You are using AppControl/URL Filtering, right? AppControl works by scanning the first bytes of each new connection (SNI, HTTP-Header, etc) to detect the Application. Once you apply a new rulebase AppControl has to match old established connections to the new rules, but since the connection is already established its impossible to scan for certain markers e.g. the SNI Field. This is where the kernel parameter value "int up_rematch_accept_possible_action" comes in.


The SK says:

... "New" policy installation will trigger the rule base execution on the next packet, that will now require ‘Application Control' engine inspection on this connection in order to reach a final decision. This cannot be done for connections that are already open. The final action will be determined by the value of kernel parameter "up_rematch_accept_possible_action". Default value is "1", therefore the connection will be accepted."...

> Would old connections be instantly dropped and unable to be renegotiated?

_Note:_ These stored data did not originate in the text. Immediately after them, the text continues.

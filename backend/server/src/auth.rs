//! Admin routes are guarded by one shared bearer token, not per-user
//! credentials. Without a configured token they are open.
use std::sync::Arc;

use axum::{
    extract::{Request, State as AxumState},
    http::header::AUTHORIZATION,
    middleware::Next,
    response::Response,
};

use crate::{error::AppError, state::State};

pub async fn require_admin_token(
    AxumState(state): AxumState<Arc<State>>,
    request: Request,
    next: Next,
) -> Result<Response, AppError> {
    let Some(expected) = state.config.admin_token.as_deref() else {
        return Ok(next.run(request).await);
    };

    let presented = request
        .headers()
        .get(AUTHORIZATION)
        .and_then(|value| value.to_str().ok())
        .and_then(|value| value.strip_prefix("Bearer "));

    match presented {
        Some(token) if token == expected => Ok(next.run(request).await),
        _ => Err(AppError::Unauthorized),
    }
}
//! # Wire
//!
//! JSON payloads exchanged between the portfolio site and its backend.
//!
//! Field names follow the browser side (`projectId`, `firstViewed`, ...), so
//! every struct here is the exact shape that travels over HTTP.
//!
//! The `client` feature adds [`remote::PortfolioClient`], the Rust rendition of
//! the site's fetch helpers.
pub mod models;

#[cfg(feature = "client")]
pub mod remote;

pub use models::{
    AnalyticsList, ContactAccepted, ContactForm, ContactSubmission, ErrorBody, Health,
    ProjectAnalytics, ProjectView, SubmissionList, ViewRecorded,
};

pub const CONTACT_PATH: &str = "/contact";
pub const TRACK_VIEW_PATH: &str = "/track-project-view";
pub const ADMIN_CONTACTS_PATH: &str = "/admin/contacts";
pub const ADMIN_ANALYTICS_PATH: &str = "/admin/analytics";
pub const HEALTH_PATH: &str = "/health";
//! The `wire` client against a real listener.

use std::sync::Arc;

use server::{app, config::Config, state::State, store::MemoryStore};
use tokio::net::TcpListener;
use wire::{
    ContactForm,
    remote::{ClientError, PortfolioClient},
};

async fn spawn_server(config: Config) -> String {
    let listener = TcpListener::bind("127.0.0.1:0").await.unwrap();
    let address = listener.local_addr().unwrap();
    let prefix = config.route_prefix.clone();
    let router = app(State::with_store(config, Arc::new(MemoryStore::new())));

    tokio::spawn(async move {
        axum::serve(listener, router).await.unwrap();
    });

    format!("http://{address}{prefix}")
}

fn jane() -> ContactForm {
    ContactForm {
        name: "Jane".to_string(),
        email: "jane@x.com".to_string(),
        subject: "Hi".to_string(),
        message: "Test".to_string(),
    }
}

#[tokio::test]
async fn dashboard_sees_what_visitors_did() {
    let base = spawn_server(Config {
        route_prefix: "/make-server-1a91da27".to_string(),
        admin_token: Some("anon".to_string()),
        ..Config::default()
    })
    .await;
    let client = PortfolioClient::new(base).with_api_key("anon");

    client.submit_contact_form(&jane()).await.unwrap();
    client.track_project_view("1", "Game Hub").await;
    client.track_project_view("1", "Game Hub").await;

    let submissions = client.contact_submissions().await.unwrap();
    assert_eq!(submissions.len(), 1);
    assert_eq!(submissions[0].email, "jane@x.com");

    let analytics = client.project_analytics().await.unwrap();
    assert_eq!(analytics.len(), 1);
    assert_eq!(analytics[0].title, "Game Hub");
    assert_eq!(analytics[0].views, 2);

    assert_eq!(client.health().await.unwrap().status, "healthy");
}

#[tokio::test]
async fn rejected_form_keeps_server_message() {
    let client = PortfolioClient::new(spawn_server(Config::default()).await);

    let mut form = jane();
    form.message.clear();

    match client.submit_contact_form(&form).await {
        Err(ClientError::Rejected(message)) => assert_eq!(message, "All fields are required"),
        other => panic!("unexpected result: {other:?}"),
    }

    // still owned by the caller for a retry
    assert_eq!(form.name, "Jane");
}

#[tokio::test]
async fn unreachable_server() {
    // bind then drop to get a port nobody listens on
    let listener = TcpListener::bind("127.0.0.1:0").await.unwrap();
    let address = listener.local_addr().unwrap();
    drop(listener);

    let client = PortfolioClient::new(format!("http://{address}"));

    // tracking swallows the failure
    client.track_project_view("1", "Game Hub").await;

    let error = client.submit_contact_form(&jane()).await.unwrap_err();
    assert!(matches!(error, ClientError::Network(_)));
    assert_eq!(
        error.to_string(),
        "Network error. Please check your connection and try again."
    );
}

#[tokio::test]
async fn missing_admin_token_is_rejected() {
    let base = spawn_server(Config {
        admin_token: Some("anon".to_string()),
        ..Config::default()
    })
    .await;

    let error = PortfolioClient::new(base)
        .contact_submissions()
        .await
        .unwrap_err();

    assert!(matches!(error, ClientError::Rejected(message) if message == "Unauthorized"));
}
//! # Contact Submissions
//!
//! Each submission is one JSON record under its own id. The ids are also
//! appended to the `contact_submissions` index, which is how the admin view
//! enumerates them; the store has no other way to list records.
//!
//! Record and index entry are written together through
//! [`KvStore::insert_indexed`]. Submissions are never updated or deleted.
use chrono::Utc;
use tracing::info;
use wire::{ContactForm, ContactSubmission, models::STATUS_NEW};

use crate::{
    error::AppError,
    store::{KvStore, StoreError},
    utils::new_submission_id,
};

pub const SUBMISSIONS_INDEX: &str = "contact_submissions";

/// Stores a contact form and returns the new submission id.
///
/// Incomplete forms are rejected before anything is written.
pub async fn record_submission(store: &dyn KvStore, form: ContactForm) -> Result<String, AppError> {
    if !form.is_complete() {
        return Err(AppError::Validation("All fields are required"));
    }

    let timestamp = Utc::now();
    let id = new_submission_id(timestamp);

    let ContactForm {
        name,
        email,
        subject,
        message,
    } = form;

    let submission = ContactSubmission {
        id: id.clone(),
        name,
        email,
        subject,
        message,
        timestamp,
        status: STATUS_NEW.to_string(),
    };

    let record = serde_json::to_value(&submission).map_err(StoreError::from)?;
    store.insert_indexed(&id, &record, SUBMISSIONS_INDEX).await?;

    info!("Contact form submission received from {}", submission.email);

    Ok(id)
}

#[cfg(test)]
mod tests {
    use std::{collections::HashSet, sync::Arc};

    use super::*;
    use crate::{
        analytics::list_submissions,
        store::{
            MemoryStore,
            testing::{CountingStore, FailingStore},
        },
    };

    fn jane() -> ContactForm {
        ContactForm {
            name: "Jane".to_string(),
            email: "jane@x.com".to_string(),
            subject: "Hi".to_string(),
            message: "Test".to_string(),
        }
    }

    #[tokio::test]
    async fn test_recorded_submission_is_listed() {
        let store = CountingStore::default();

        let id = record_submission(&store, jane()).await.unwrap();
        let listed = list_submissions(&store).await.unwrap();

        assert_eq!(listed.len(), 1);
        let submission = &listed[0];
        assert_eq!(submission.id, id);
        assert_eq!(submission.name, "Jane");
        assert_eq!(submission.email, "jane@x.com");
        assert_eq!(submission.subject, "Hi");
        assert_eq!(submission.message, "Test");
        assert_eq!(submission.status, "new");
    }

    #[tokio::test]
    async fn test_ids_are_fresh() {
        let store = CountingStore::default();
        let mut seen = HashSet::new();

        for _ in 0..20 {
            let id = record_submission(&store, jane()).await.unwrap();
            assert!(seen.insert(id));
        }
    }

    #[tokio::test(flavor = "multi_thread", worker_threads = 4)]
    async fn test_concurrent_submissions_are_all_listed() {
        let store = Arc::new(MemoryStore::new());

        let handles: Vec<_> = (0..50)
            .map(|_| {
                let store = store.clone();
                tokio::spawn(async move { record_submission(store.as_ref(), jane()).await })
            })
            .collect();

        let mut ids = HashSet::new();
        for handle in handles {
            ids.insert(handle.await.unwrap().unwrap());
        }

        assert_eq!(ids.len(), 50);
        assert_eq!(store.index_members(SUBMISSIONS_INDEX).await.unwrap().len(), 50);

        let listed: HashSet<String> = list_submissions(store.as_ref())
            .await
            .unwrap()
            .into_iter()
            .map(|submission| submission.id)
            .collect();
        assert_eq!(listed, ids);
    }

    #[tokio::test]
    async fn test_incomplete_form_writes_nothing() {
        let store = CountingStore::default();

        for blank in 0..4 {
            let mut form = jane();
            match blank {
                0 => form.name.clear(),
                1 => form.email.clear(),
                2 => form.subject.clear(),
                _ => form.message.clear(),
            }

            let result = record_submission(&store, form).await;
            assert!(matches!(result, Err(AppError::Validation(_))));
        }

        assert_eq!(store.writes(), 0);
        assert!(list_submissions(&store).await.unwrap().is_empty());
    }

    #[tokio::test]
    async fn test_store_failure_surfaces() {
        let result = record_submission(&FailingStore, jane()).await;

        assert!(matches!(result, Err(AppError::Store(_))));
    }
}
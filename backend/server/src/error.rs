use axum::{
    Json,
    http::StatusCode,
    response::{IntoResponse, Response},
};
use thiserror::Error;
use tracing::error;
use wire::ErrorBody;

use crate::store::StoreError;

#[derive(Error, Debug)]
pub enum AppError {
    #[error("Malformed payload")]
    MalformedPayload,

    #[error("{0}")]
    Validation(&'static str),

    #[error("Unauthorized")]
    Unauthorized,

    #[error("Store failure: {0}")]
    Store(#[from] StoreError),

    #[error("{message}")]
    Failed {
        message: &'static str,
        #[source]
        source: StoreError,
    },
}

impl AppError {
    /// Replaces a raw store failure with the message the caller should see.
    pub fn during(self, message: &'static str) -> Self {
        match self {
            AppError::Store(source) => AppError::Failed { message, source },
            other => other,
        }
    }
}

impl IntoResponse for AppError {
    fn into_response(self) -> Response {
        let status = match &self {
            AppError::MalformedPayload | AppError::Validation(_) => StatusCode::BAD_REQUEST,
            AppError::Unauthorized => StatusCode::UNAUTHORIZED,
            AppError::Store(source) | AppError::Failed { source, .. } => {
                error!("{self}: {source}");
                StatusCode::INTERNAL_SERVER_ERROR
            }
        };

        let body = ErrorBody {
            error: match &self {
                AppError::Store(_) => "Internal error".to_string(),
                other => other.to_string(),
            },
        };

        (status, Json(body)).into_response()
    }
}
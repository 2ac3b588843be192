use std::sync::Arc;

use tracing::{info, warn};

use super::{
    config::{Config, KvBackend},
    database::RedisStore,
    store::{KvStore, MemoryStore, StoreError},
};

pub struct State {
    pub config: Config,
    pub store: Arc<dyn KvStore>,
}

impl State {
    pub async fn new(config: Config) -> Result<Arc<Self>, StoreError> {
        let store: Arc<dyn KvStore> = match config.kv_backend {
            KvBackend::Redis => {
                info!("Connecting to Redis at {}", config.redis_url);
                Arc::new(RedisStore::connect(&config.redis_url).await?)
            }
            KvBackend::Memory => {
                warn!("Using in-memory store, data is lost on restart");
                Arc::new(MemoryStore::new())
            }
        };

        Ok(Self::with_store(config, store))
    }

    pub fn with_store(config: Config, store: Arc<dyn KvStore>) -> Arc<Self> {
        if config.admin_token.is_none() {
            warn!("No ADMIN_TOKEN configured, admin routes are open to anyone");
        }

        Arc::new(Self { config, store })
    }
}
//! # Project Views
//!
//! Two keys per project:
//! - `project_views_<id>`: integer counter, bumped atomically
//! - `project_info_<id>`: `{id, title, firstViewed, lastViewed}`
//!
//! The info record is only created once a title is known. The two keys are
//! independent; a counter without info shows up as "Unknown Project".
use chrono::{DateTime, Utc};
use serde::{Deserialize, Serialize};
use serde_json::Value;
use wire::models::parse_timestamp;

use crate::{
    error::AppError,
    store::{KvStore, StoreError},
};

pub const VIEWS_PREFIX: &str = "project_views_";
pub const INFO_PREFIX: &str = "project_info_";

const LAST_VIEWED: &str = "lastViewed";

#[derive(Debug, Clone, PartialEq, Serialize, Deserialize)]
#[serde(rename_all = "camelCase")]
pub struct ProjectInfo {
    pub id: String,
    pub title: String,
    pub first_viewed: DateTime<Utc>,
    pub last_viewed: DateTime<Utc>,
}

pub fn views_key(project_id: &str) -> String {
    format!("{VIEWS_PREFIX}{project_id}")
}

pub fn info_key(project_id: &str) -> String {
    format!("{INFO_PREFIX}{project_id}")
}

/// Counts one view of `project_id` and returns the updated total.
pub async fn record_view(
    store: &dyn KvStore,
    project_id: &str,
    project_title: Option<&str>,
) -> Result<i64, AppError> {
    if project_id.is_empty() {
        return Err(AppError::Validation("Project ID is required"));
    }

    let views = store.increment(&views_key(project_id), 1).await?;

    touch_info(store, project_id, project_title.filter(|t| !t.is_empty())).await?;

    Ok(views)
}

async fn touch_info(
    store: &dyn KvStore,
    project_id: &str,
    project_title: Option<&str>,
) -> Result<(), StoreError> {
    let key = info_key(project_id);
    let now = Utc::now();

    match store.get(&key).await? {
        // keep every stored field, only move lastViewed forward
        Some(Value::Object(mut info)) => {
            let first_viewed = info
                .get("firstViewed")
                .and_then(Value::as_str)
                .and_then(parse_timestamp);
            let last_viewed = first_viewed.map_or(now, |first| first.max(now));

            info.insert(LAST_VIEWED.to_string(), serde_json::to_value(last_viewed)?);
            store.set(&key, &Value::Object(info)).await
        }
        Some(_) | None => match project_title {
            Some(title) => {
                let info = ProjectInfo {
                    id: project_id.to_string(),
                    title: title.to_string(),
                    first_viewed: now,
                    last_viewed: now,
                };
                store.set(&key, &serde_json::to_value(info)?).await
            }
            None => Ok(()),
        },
    }
}
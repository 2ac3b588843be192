//! # Admin Listings
//!
//! Read-only views over the store for the admin dashboard. Both listings are
//! all-or-nothing: a failed store read aborts the whole listing.
use std::collections::HashMap;

use chrono::{DateTime, Utc};
use serde_json::Value;
use tracing::{debug, warn};
use wire::{
    ContactSubmission, ProjectAnalytics,
    models::{UNKNOWN_PROJECT, parse_timestamp},
};

use crate::{
    store::{KvStore, StoreError},
    submissions::SUBMISSIONS_INDEX,
    views::{INFO_PREFIX, VIEWS_PREFIX, info_key},
};

/// Info records may predate the typed schema. Each field is read on its own
/// so a bad date never costs the title.
#[derive(Default)]
struct StoredInfo {
    title: Option<String>,
    first_viewed: Option<DateTime<Utc>>,
    last_viewed: Option<DateTime<Utc>>,
}

impl StoredInfo {
    fn from_value(value: &Value) -> Self {
        let text = |field: &str| value.get(field).and_then(Value::as_str);

        Self {
            title: text("title").map(str::to_string),
            first_viewed: text("firstViewed").and_then(parse_timestamp),
            last_viewed: text("lastViewed").and_then(parse_timestamp),
        }
    }
}

/// All submissions, newest first. Ties keep index order.
pub async fn list_submissions(store: &dyn KvStore) -> Result<Vec<ContactSubmission>, StoreError> {
    let ids = store.index_members(SUBMISSIONS_INDEX).await?;
    let mut submissions = Vec::with_capacity(ids.len());

    for id in ids {
        match store.get(&id).await? {
            Some(record) => submissions.push(serde_json::from_value::<ContactSubmission>(record)?),
            None => debug!("Indexed submission {id} has no record, skipping"),
        }
    }

    submissions.sort_by(|a, b| b.timestamp.cmp(&a.timestamp));

    Ok(submissions)
}

/// One row per counted project, most viewed first, ties by project id.
pub async fn list_project_analytics(
    store: &dyn KvStore,
) -> Result<Vec<ProjectAnalytics>, StoreError> {
    let counters = store.get_by_prefix(VIEWS_PREFIX).await?;
    let infos: HashMap<String, Value> = store
        .get_by_prefix(INFO_PREFIX)
        .await?
        .into_iter()
        .map(|entry| (entry.key, entry.value))
        .collect();

    let mut analytics = Vec::with_capacity(counters.len());

    for counter in counters {
        let Some(project_id) = counter.key.strip_prefix(VIEWS_PREFIX) else {
            continue;
        };

        let Some(views) = counter.value.as_i64() else {
            warn!("Counter {} holds {}, not a count", counter.key, counter.value);
            continue;
        };

        let info = infos
            .get(&info_key(project_id))
            .map(StoredInfo::from_value)
            .unwrap_or_default();

        analytics.push(ProjectAnalytics {
            project_id: project_id.to_string(),
            title: info
                .title
                .filter(|title| !title.is_empty())
                .unwrap_or_else(|| UNKNOWN_PROJECT.to_string()),
            views,
            first_viewed: info.first_viewed,
            last_viewed: info.last_viewed,
        });
    }

    analytics.sort_by(|a, b| {
        b.views
            .cmp(&a.views)
            .then_with(|| a.project_id.cmp(&b.project_id))
    });

    Ok(analytics)
}
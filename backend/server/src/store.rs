//! # Key-Value Store
//!
//! Every piece of state lives behind [`KvStore`]: a string key to JSON value
//! map with prefix scans, plus two atomic primitives.
//!
//! - [`KvStore::increment`] replaces read-then-write counters, so concurrent
//!   views of the same project are never lost.
//! - [`KvStore::insert_indexed`] writes a record and appends its key to an
//!   ordered index in one step, so the index never names a record that was
//!   not written (and vice versa).
//!
//! Backends: [`crate::database::RedisStore`] in production, [`MemoryStore`]
//! for tests and single-process runs.
use std::collections::BTreeMap;

use async_trait::async_trait;
use serde_json::Value;
use thiserror::Error;
use tokio::sync::RwLock;

#[derive(Error, Debug)]
pub enum StoreError {
    #[error("Redis error: {0}")]
    Redis(#[from] redis::RedisError),

    #[error("Malformed value: {0}")]
    Json(#[from] serde_json::Error),

    #[error("Value under {key} is not an integer")]
    NotAnInteger { key: String },

    #[error("Counter under {key} would overflow")]
    Overflow { key: String },

    #[error("Value under {key} is not an index")]
    NotAnIndex { key: String },
}

#[derive(Debug, Clone, PartialEq)]
pub struct KvEntry {
    pub key: String,
    pub value: Value,
}

#[async_trait]
pub trait KvStore: Send + Sync {
    /// Point lookup. An absent key is `Ok(None)`.
    async fn get(&self, key: &str) -> Result<Option<Value>, StoreError>;

    /// Upsert, overwriting the whole value.
    async fn set(&self, key: &str, value: &Value) -> Result<(), StoreError>;

    /// All entries whose key starts with `prefix`, in no particular order.
    async fn get_by_prefix(&self, prefix: &str) -> Result<Vec<KvEntry>, StoreError>;

    /// Adds `by` to the integer under `key` (absent counts as 0) and returns
    /// the new value.
    async fn increment(&self, key: &str, by: i64) -> Result<i64, StoreError>;

    /// Writes `value` under `key` and appends `key` to the index at
    /// `index_key`, both or neither.
    async fn insert_indexed(
        &self,
        key: &str,
        value: &Value,
        index_key: &str,
    ) -> Result<(), StoreError>;

    /// Keys of an index in append order. An absent index is empty.
    async fn index_members(&self, index_key: &str) -> Result<Vec<String>, StoreError>;
}

/// In-process store. Indexes are kept as JSON arrays of keys, matching how
/// they look when read back through [`KvStore::get`].
#[derive(Default)]
pub struct MemoryStore {
    entries: RwLock<BTreeMap<String, Value>>,
}

impl MemoryStore {
    pub fn new() -> Self {
        Self::default()
    }
}

#[async_trait]
impl KvStore for MemoryStore {
    async fn get(&self, key: &str) -> Result<Option<Value>, StoreError> {
        Ok(self.entries.read().await.get(key).cloned())
    }

    async fn set(&self, key: &str, value: &Value) -> Result<(), StoreError> {
        self.entries
            .write()
            .await
            .insert(key.to_string(), value.clone());

        Ok(())
    }

    async fn get_by_prefix(&self, prefix: &str) -> Result<Vec<KvEntry>, StoreError> {
        let entries = self.entries.read().await;

        Ok(entries
            .range(prefix.to_string()..)
            .take_while(|(key, _)| key.starts_with(prefix))
            .map(|(key, value)| KvEntry {
                key: key.clone(),
                value: value.clone(),
            })
            .collect())
    }

    async fn increment(&self, key: &str, by: i64) -> Result<i64, StoreError> {
        let mut entries = self.entries.write().await;

        let current = match entries.get(key) {
            None => 0,
            Some(value) => value.as_i64().ok_or_else(|| StoreError::NotAnInteger {
                key: key.to_string(),
            })?,
        };

        let next = current
            .checked_add(by)
            .ok_or_else(|| StoreError::Overflow {
                key: key.to_string(),
            })?;
        entries.insert(key.to_string(), Value::from(next));

        Ok(next)
    }

    async fn insert_indexed(
        &self,
        key: &str,
        value: &Value,
        index_key: &str,
    ) -> Result<(), StoreError> {
        let mut entries = self.entries.write().await;

        let mut members = match entries.get(index_key) {
            None => Vec::new(),
            Some(Value::Array(members)) => members.clone(),
            Some(_) => {
                return Err(StoreError::NotAnIndex {
                    key: index_key.to_string(),
                });
            }
        };
        members.push(Value::from(key));

        entries.insert(key.to_string(), value.clone());
        entries.insert(index_key.to_string(), Value::Array(members));

        Ok(())
    }

    async fn index_members(&self, index_key: &str) -> Result<Vec<String>, StoreError> {
        let entries = self.entries.read().await;

        match entries.get(index_key) {
            None => Ok(Vec::new()),
            Some(Value::Array(members)) => members
                .iter()
                .map(|member| {
                    member
                        .as_str()
                        .map(str::to_string)
                        .ok_or_else(|| StoreError::NotAnIndex {
                            key: index_key.to_string(),
                        })
                })
                .collect(),
            Some(_) => Err(StoreError::NotAnIndex {
                key: index_key.to_string(),
            }),
        }
    }
}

Old connections would be dropped if you set int up_rematch_accept_possible_action to 0 and the firewall is unable to match them to a rule. I don't know what you mean by "renegotiated", but new connections should work provided they are allowed by the new rulebase.

> The bigger question would be why we still see so many alerts in the logs? it's been a while since we altered the setting for connection persistence and we figured they would ebb out.

You will see this alert for some time after a new policy has been installed because the gateway is trying to rematch old connections to a new rulebase.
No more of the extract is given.